Money spent at local businesses stays in town


Every night when our Wal-Mart store closes, an armored car takes the day's receipts and sends them back to Bentonville, Ark. While this has been great for the Arkansas economy, it does little for Mountain View's.

Next time you go shopping, consider stopping at a locally owned business. The money you spend will most likely remain in circulation in the Bay Area, the products probably won't be from offshore or faraway warehouses, and the local businesses you support are generally much more supportive of local nonprofits and charitable causes. Charity really does begin at home.

Ed Taub

Devoto Street

SFPUC's chloramine policy a disgrace


As a 20-year resident of Mountain View, I am very pleased to see our local paper take a stand on this issue, and thank the editors for doing so in the opinion piece from Sept. 28, "It is time to test chloramine."

There is no question that people are suffering as a result of chloramine exposure. There is most definitely question as to whether this suffering is in any way contributing to the "greater good," or that it is necessary at all. It is certainly clear that the decision to make this change was made by persons completely unaccountable to those affected.

Did anyone in Mountain View have the opportunity to vote for the members of the SFPUC? Their actions affect millions of people. Throwing it back on the EPA — which has much to answer for, to be sure — is no excuse. The SFPUC should have been the very first to demand thorough testing of chloramine as a condition of implementation.

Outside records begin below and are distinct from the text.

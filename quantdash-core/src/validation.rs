//! Client-side form validation.
//!
//! Validators collect every failure instead of stopping at the first, so a
//! form can show the whole list before anything is submitted.

use std::fmt;

use chrono::NaiveDate;
use serde::{Deserialize, Serialize};

#[derive(Debug, Clone, PartialEq, Eq, Serialize, Deserialize)]
pub struct FieldError {
    pub field: String,
    pub message: String,
}

impl fmt::Display for FieldError {
    fn fmt(&self, f: &mut fmt::Formatter<'_>) -> fmt::Result {
        write!(f, "{}: {}", self.field, self.message)
    }
}

/// Ordered list of field errors.
#[derive(Debug, Clone, Default, PartialEq, Eq, Serialize, Deserialize)]
pub struct ValidationErrors(Vec<FieldError>);

impl ValidationErrors {
    pub fn new() -> Self {
        Self::default()
    }

    pub fn push(&mut self, field: impl Into<String>, message: impl Into<String>) {
        self.0.push(FieldError {
            field: field.into(),
            message: message.into(),
        });
    }

    /// Record `message` for `field` when `ok` is false.
    pub fn check(&mut self, ok: bool, field: &str, message: impl Into<String>) {
        if !ok {
            self.push(field, message);
        }
    }

    pub fn extend(&mut self, other: ValidationErrors) {
        self.0.extend(other.0);
    }

    pub fn is_empty(&self) -> bool {
        self.0.is_empty()
    }

    pub fn len(&self) -> usize {
        self.0.len()
    }

    pub fn errors(&self) -> &[FieldError] {
        &self.0
    }

    pub fn has_field(&self, field: &str) -> bool {
        self.0.iter().any(|e| e.field == field)
    }

    /// `Ok(())` when empty, otherwise `Err(self)`.
    pub fn into_result(self) -> Result<(), ValidationErrors> {
        if self.is_empty() {
            Ok(())
        } else {
            Err(self)
        }
    }
}

impl fmt::Display for ValidationErrors {
    fn fmt(&self, f: &mut fmt::Formatter<'_>) -> fmt::Result {
        for (i, e) in self.0.iter().enumerate() {
            if i > 0 {
                f.write_str("; ")?;
            }
            write!(f, "{e}")?;
        }
        Ok(())
    }
}

impl std::error::Error for ValidationErrors {}

impl IntoIterator for ValidationErrors {
    type Item = FieldError;
    type IntoIter = std::vec::IntoIter<FieldError>;

    fn into_iter(self) -> Self::IntoIter {
        self.0.into_iter()
    }
}

/// Ticker symbols: 1 to 15 chars, upper-case letters, digits, and `. - ^ =`.
pub fn is_valid_symbol(symbol: &str) -> bool {
    (1..=15).contains(&symbol.len())
        && symbol
            .chars()
            .all(|c| c.is_ascii_uppercase() || c.is_ascii_digit() || ".-^=".contains(c))
}

/// Validate a symbol list; reports each bad symbol once plus an empty-list error.
pub fn validate_symbols(field: &str, symbols: &[String], errors: &mut ValidationErrors) {
    if symbols.is_empty() {
        errors.push(field, "at least one symbol is required");
        return;
    }
    for s in symbols {
        if !is_valid_symbol(s) {
            errors.push(field, format!("invalid symbol '{s}'"));
        }
    }
    let mut seen = std::collections::HashSet::new();
    for s in symbols {
        if !seen.insert(s) {
            errors.push(field, format!("duplicate symbol '{s}'"));
        }
    }
}

/// Validate `start < end` and that `end` is not after `today`.
pub fn validate_date_range(
    start: Option<NaiveDate>,
    end: Option<NaiveDate>,
    today: NaiveDate,
    errors: &mut ValidationErrors,
) {
    match (start, end) {
        (None, _) => errors.push("start_date", "start date is required"),
        (_, None) => errors.push("end_date", "end date is required"),
        (Some(s), Some(e)) => {
            errors.check(s < e, "end_date", "end date must be after start date");
            errors.check(e <= today, "end_date", "end date cannot be in the future");
        }
    }
}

The fact that they did not, and still maintain that they were justified in failing to do so, is reprehensible.

Dyann Bingham

Space Park Way


Posted by Anonymous, a resident of another community
on Nov 19, 2007 at 10:50 am

This is in response to Ed Taub's thoughts on spending money at locally owned businesses vs. stores like Walmart. I agree with his idea and would rather support a locally owned store vs. a national chain. However, I have a question... if national chains like Walmart reap the benefits of the Mountain View consumers at whatever state happens to be their headquarters; then what about other chains like Safeway, Whole Foods, Target, etc. We are surrounded by national chain stores... where else would we be able to purchase toilet paper and basic household supplies? I can understand if there was a local butcher shop or mom & pop owned pet supply store or restaurant... but I don't see any locally owned places that can sell me toilet paper.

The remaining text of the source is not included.